Lion Cubs With A Family

Population and conservation status
Most lions now live in eastern and southern Africa, and their numbers there are rapidly decreasing, with an estimated 30–50 percent decline over the last two decades. Estimates of the African lion population range between 16,500 and 47,000 living in the wild in 2002–2004, down from early 1990s estimates that ranged as high as 100,000 and perhaps 400,000 in 1950. The cause of the decline is not well-understood, and may not be reversible. Habitat loss and conflicts with humans are considered the most significant threats to the species. The remaining populations are often geographically isolated from each other, which can lead to inbreeding, and consequently, reduced genetic diversity. Therefore the lion is considered a vulnerable species by the International Union for Conservation of Nature and Natural Resources, while the Asiatic subspecies is critically endangered. The lion population in the region of West Africa is isolated from lion populations of Central Africa, with little or no exchange of breeding individuals. The number of mature individuals in West Africa is estimated by two separate recent surveys at 850–1,160 (2002/2004). There is disagreement over the size of the largest individual population in West Africa: the estimates range from 100 to 400 lions in Burkina Faso's Arly-Singou ecosystem.

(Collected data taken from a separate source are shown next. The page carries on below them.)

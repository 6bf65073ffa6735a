//! Per-language function/type definition extraction.

use std::sync::LazyLock;

use camino::Utf8Path;
use regex::Regex;

/// One discovered definition, prior to liveness classification.
#[derive(Debug, Clone, PartialEq, Eq)]
pub struct SymbolDef {
    pub name: String,
    pub file_path: String,
    pub line: u32,
    pub exported: bool,
    pub kind: SymbolKind,
    pub language: Language,
}

#[derive(Debug, Clone, Copy, PartialEq, Eq)]
pub enum SymbolKind {
    Function,
    Type,
}

#[derive(Debug, Clone, Copy, PartialEq, Eq)]
pub enum Language {
    Go,
    JavaScript,
    Python,
    Java,
    Rust,
    Ruby,
    Php,
    Swift,
    Scala,
    Elixir,
    CSharp,
}

impl Language {
    pub fn from_extension(ext: &str) -> Option<Self> {
        Some(match ext {
            "go" => Self::Go,
            "js" | "jsx" | "ts" | "tsx" => Self::JavaScript,
            "py" => Self::Python,
            "java" => Self::Java,
            "rs" => Self::Rust,
            "rb" => Self::Ruby,
            "php" => Self::Php,
            "swift" => Self::Swift,
            "scala" => Self::Scala,
            "ex" => Self::Elixir,
            "cs" => Self::CSharp,
            _ => return None,
        })
    }
}

struct LangPatterns {
    functions: &'static [&'static LazyLock<Regex>],
    types: &'static [&'static LazyLock<Regex>],
}

static GO_FUNC: LazyLock<Regex> = LazyLock::new(|| Regex::new(r"(?m)^func\s+(?:\([^)]*\)\s*)?(\w+)\s*\(").unwrap());
static GO_TYPE: LazyLock<Regex> = LazyLock::new(|| Regex::new(r"(?m)^type\s+(\w+)\s+(?:struct|interface)\b").unwrap());

static JS_FUNC: LazyLock<Regex> = LazyLock::new(|| {
    Regex::new(r"(?m)^\s*(?:export\s+)?(?:default\s+)?(?:async\s+)?function\s+(\w+)\s*\(").unwrap()
});
static JS_ARROW_CONST: LazyLock<Regex> = LazyLock::new(|| {
    Regex::new(r"(?m)^\s*(?:export\s+)?const\s+(\w+)\s*=\s*(?:async\s*)?\([^)]*\)\s*=>").unwrap()
});
static JS_CLASS: LazyLock<Regex> = LazyLock::new(|| Regex::new(r"(?m)^\s*(?:export\s+)?(?:default\s+)?class\s+(\w+)").unwrap());

static PY_DEF: LazyLock<Regex> = LazyLock::new(|| Regex::new(r"(?m)^\s*def\s+(\w+)\s*\(").unwrap());
static PY_CLASS: LazyLock<Regex> = LazyLock::new(|| Regex::new(r"(?m)^\s*class\s+(\w+)").unwrap());

static JAVA_METHOD: LazyLock<Regex> = LazyLock::new(|| {
    Regex::new(r"(?m)^\s*(public|private|protected)\s+(?:static\s+|final\s+)*[\w<>\[\],\s]+?\s+(\w+)\s*\(").unwrap()
});
static JAVA_CLASS: LazyLock<Regex> =
    LazyLock::new(|| Regex::new(r"(?m)^\s*(public|private|protected)?\s*(?:final\s+|abstract\s+)*class\s+(\w+)").unwrap());

static RUST_FN: LazyLock<Regex> = LazyLock::new(|| Regex::new(r"(?m)^\s*(pub(?:\([^)]*\))?\s+)?(?:async\s+)?fn\s+(\w+)").unwrap());
static RUST_TYPE: LazyLock<Regex> =
    LazyLock::new(|| Regex::new(r"(?m)^\s*(pub(?:\([^)]*\))?\s+)?(?:struct|enum|trait)\s+(\w+)").unwrap());

static RB_DEF: LazyLock<Regex> = LazyLock::new(|| Regex::new(r"(?m)^\s*def\s+(?:self\.)?(\w+)").unwrap());
static RB_CLASS: LazyLock<Regex> = LazyLock::new(|| Regex::new(r"(?m)^\s*(?:class|module)\s+(\w+)").unwrap());

static PHP_FUNC: LazyLock<Regex> =
    LazyLock::new(|| Regex::new(r"(?m)^\s*(?:public\s+|private\s+|protected\s+|static\s+)*function\s+(\w+)\s*\(").unwrap());
static PHP_CLASS: LazyLock<Regex> = LazyLock::new(|| Regex::new(r"(?m)^\s*class\s+(\w+)").unwrap());

static SWIFT_FUNC: LazyLock<Regex> =
    LazyLock::new(|| Regex::new(r"(?m)^\s*(?:public\s+|private\s+|internal\s+)?func\s+(\w+)\s*\(").unwrap());
static SWIFT_TYPE: LazyLock<Regex> =
    LazyLock::new(|| Regex::new(r"(?m)^\s*(?:public\s+|private\s+|internal\s+)?(?:class|struct|enum)\s+(\w+)").unwrap());

static SCALA_DEF: LazyLock<Regex> =
    LazyLock::new(|| Regex::new(r"(?m)^\s*(?:private\s+|protected\s+)?def\s+(\w+)\s*[(:]").unwrap());
static SCALA_TYPE: LazyLock<Regex> = LazyLock::new(|| Regex::new(r"(?m)^\s*(?:case\s+)?(?:class|object|trait)\s+(\w+)").unwrap());

static EX_DEF: LazyLock<Regex> = LazyLock::new(|| Regex::new(r"(?m)^\s*def\s+(\w+)").unwrap());
static EX_MODULE: LazyLock<Regex> = LazyLock::new(|| Regex::new(r"(?m)^\s*defmodule\s+([\w.]+)").unwrap());

static CS_METHOD: LazyLock<Regex> = LazyLock::new(|| {
    Regex::new(r"(?m)^\s*(public|private|protected|internal)\s+(?:static\s+|virtual\s+|override\s+)*[\w<>\[\],\s]+?\s+(\w+)\s*\(").unwrap()
});
static CS_CLASS: LazyLock<Regex> = LazyLock::new(|| Regex::new(r"(?m)^\s*(?:public|private|protected|internal)?\s*class\s+(\w+)").unwrap());

/// Extracts every candidate function/type definition from `contents`.
/// Does not yet apply `should_skip_symbol` — callers filter afterward.
pub fn extract_definitions(relative_path: &str, contents: &str) -> Vec<SymbolDef> {
    let Some(ext) = Utf8Path::new(relative_path).extension() else {
        return Vec::new();
    };
    let Some(language) = Language::from_extension(ext) else {
        return Vec::new();
    };

    let mut defs = Vec::new();
    match language {
        Language::Go => {
            collect(&GO_FUNC, contents, relative_path, language, SymbolKind::Function, |caps| {
                (caps[1].to_string(), caps[1].chars().next().is_some_and(char::is_uppercase))
            })
            .into_iter()
            .for_each(|d| defs.push(d));
            collect(&GO_TYPE, contents, relative_path, language, SymbolKind::Type, |caps| {
                (caps[1].to_string(), caps[1].chars().next().is_some_and(char::is_uppercase))
            })
            .into_iter()
            .for_each(|d| defs.push(d));
        }
        Language::JavaScript => {
            for re in [&JS_FUNC, &JS_ARROW_CONST] {
                collect(re, contents, relative_path, language, SymbolKind::Function, |caps| (caps[1].to_string(), true))
                    .into_iter()
                    .for_each(|d| defs.push(d));
            }
            collect(&JS_CLASS, contents, relative_path, language, SymbolKind::Type, |caps| (caps[1].to_string(), true))
                .into_iter()
                .for_each(|d| defs.push(d));
        }
        Language::Python => {
            collect(&PY_DEF, contents, relative_path, language, SymbolKind::Function, |caps| {
                let name = caps[1].to_string();
                let exported = !name.starts_with('_');
                (name, exported)
            })
            .into_iter()
            .for_each(|d| defs.push(d));
            collect(&PY_CLASS, contents, relative_path, language, SymbolKind::Type, |caps| (caps[1].to_string(), true))
                .into_iter()
                .for_each(|d| defs.push(d));
        }
        Language::Java => {
            collect(&JAVA_METHOD, contents, relative_path, language, SymbolKind::Function, |caps| {
                (caps[2].to_string(), &caps[1] == "public")
            })
            .into_iter()
            .for_each(|d| defs.push(d));
            collect(&JAVA_CLASS, contents, relative_path, language, SymbolKind::Type, |caps| {
                (caps[2].to_string(), caps.get(1).map(|m| m.as_str()) == Some("public"))
            })
            .into_iter()
            .for_each(|d| defs.push(d));
        }
        Language::Rust => {
            collect(&RUST_FN, contents, relative_path, language, SymbolKind::Function, |caps| {
                (caps[2].to_string(), caps.get(1).is_some())
            })
            .into_iter()
            .for_each(|d| defs.push(d));
            collect(&RUST_TYPE, contents, relative_path, language, SymbolKind::Type, |caps| {
                (caps[2].to_string(), caps.get(1).is_some())
            })
            .into_iter()
            .for_each(|d| defs.push(d));
        }
        Language::Ruby => {
            collect(&RB_DEF, contents, relative_path, language, SymbolKind::Function, |caps| (caps[1].to_string(), true))
                .into_iter()
                .for_each(|d| defs.push(d));
            collect(&RB_CLASS, contents, relative_path, language, SymbolKind::Type, |caps| (caps[1].to_string(), true))
                .into_iter()
                .for_each(|d| defs.push(d));
        }
        Language::Php => {
            collect(&PHP_FUNC, contents, relative_path, language, SymbolKind::Function, |caps| (caps[1].to_string(), true))
                .into_iter()
                .for_each(|d| defs.push(d));
            collect(&PHP_CLASS, contents, relative_path, language, SymbolKind::Type, |caps| (caps[1].to_string(), true))
                .into_iter()
                .for_each(|d| defs.push(d));
        }
        Language::Swift => {
            collect(&SWIFT_FUNC, contents, relative_path, language, SymbolKind::Function, |caps| (caps[1].to_string(), true))
                .into_iter()
                .for_each(|d| defs.push(d));
            collect(&SWIFT_TYPE, contents, relative_path, language, SymbolKind::Type, |caps| (caps[1].to_string(), true))
                .into_iter()
                .for_each(|d| defs.push(d));
        }
        Language::Scala => {
            collect(&SCALA_DEF, contents, relative_path, language, SymbolKind::Function, |caps| (caps[1].to_string(), true))
                .into_iter()
                .for_each(|d| defs.push(d));
            collect(&SCALA_TYPE, contents, relative_path, language, SymbolKind::Type, |caps| (caps[1].to_string(), true))
                .into_iter()
                .for_each(|d| defs.push(d));
        }
        Language::Elixir => {
            collect(&EX_DEF, contents, relative_path, language, SymbolKind::Function, |caps| (caps[1].to_string(), true))
                .into_iter()
                .for_each(|d| defs.push(d));
            collect(&EX_MODULE, contents, relative_path, language, SymbolKind::Type, |caps| (caps[1].to_string(), true))
                .into_iter()
                .for_each(|d| defs.push(d));
        }
        Language::CSharp => {
            collect(&CS_METHOD, contents, relative_path, language, SymbolKind::Function, |caps| {
                (caps[2].to_string(), &caps[1] == "public")
            })
            .into_iter()
            .for_each(|d| defs.push(d));
            collect(&CS_CLASS, contents, relative_path, language, SymbolKind::Type, |caps| {
                (caps[1].to_string(), true)
            })
            .into_iter()
            .for_each(|d| defs.push(d));
        }
    }
    defs
}

fn collect(
    re: &Regex,
    contents: &str,
    relative_path: &str,
    language: Language,
    kind: SymbolKind,
    name_and_visibility: impl Fn(&regex::Captures) -> (String, bool),
) -> Vec<SymbolDef> {
    let mut out = Vec::new();
    for caps in re.captures_iter(contents) {
        let whole = caps.get(0).unwrap();
        let line = 1 + contents[..whole.start()].matches('\n').count() as u32;
        let (name, exported) = name_and_visibility(&caps);
        out.push(SymbolDef {
            name,
            file_path: relative_path.to_string(),
            line,
            exported,
            kind,
            language,
        });
    }
    out
}

/// Excludes symbols that are conventionally entry points, lifecycle hooks,
/// or too short to be meaningfully "unused" (constructors, `main`, test
/// harness functions, dunder methods, 1-2 character identifiers).
pub fn should_skip_symbol(name: &str) -> bool {
    if name.len() <= 2 {
        return true;
    }
    if name.starts_with("__") && name.ends_with("__") {
        return true;
    }
    matches!(name, "main" | "init" | "constructor" | "render")
        || name.starts_with("Test")
        || name.starts_with("Benchmark")
        || name.starts_with("Example")
}

#[cfg(test)]
mod tests {
    use super::*;

    #[test]
    fn go_extracts_function_and_visibility() {
        let defs = extract_definitions("pkg/a.go", "func unusedHelper() {}\n\nfunc UsedFunc() {}\n");
        assert_eq!(defs.len(), 2);
        assert_eq!(defs[0].name, "unusedHelper");
        assert!(!defs[0].exported);
        assert_eq!(defs[1].name, "UsedFunc");
        assert!(defs[1].exported);
    }

    #[test]
    fn rust_detects_pub_prefix() {
        let defs = extract_definitions("src/lib.rs", "pub fn exposed() {}\nfn hidden() {}\n");
        assert_eq!(defs.len(), 2);
        assert!(defs[0].exported);
        assert!(!defs[1].exported);
    }

    #[test]
    fn skip_rules_cover_entrypoints_and_short_names() {
        assert!(should_skip_symbol("main"));
        assert!(should_skip_symbol("TestFoo"));
        assert!(should_skip_symbol("__init__"));
        assert!(should_skip_symbol("ab"));
        assert!(!should_skip_symbol("unusedHelper"));
    }
}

Conservation of both African and Asian lions has required the setup and maintenance of national parks and game reserves; among the best known are Etosha National Park in Namibia, Serengeti National Park in Tanzania, and Kruger National Park in eastern South Africa. Outside these areas, the issues arising from lions' interaction with livestock and people usually results in the elimination of the former. In India, the last refuge of the Asiatic lion is the 1,412 km² (558 square miles) Gir Forest National Park in western India which had about 359 lions (as of April 2006). As in Africa, numerous human habitations are close by with the resultant problems between lions, livestock, locals and wildlife officials. The Asiatic Lion Reintroduction Project plans to establish a second independent population of Asiatic Lions at the Kuno Wildlife Sanctuary in the Indian state of Madhya Pradesh. It is important to start a second population to serve as a gene pool for the last surviving Asiatic lions and to help develop and maintain genetic diversity enabling the species to survive.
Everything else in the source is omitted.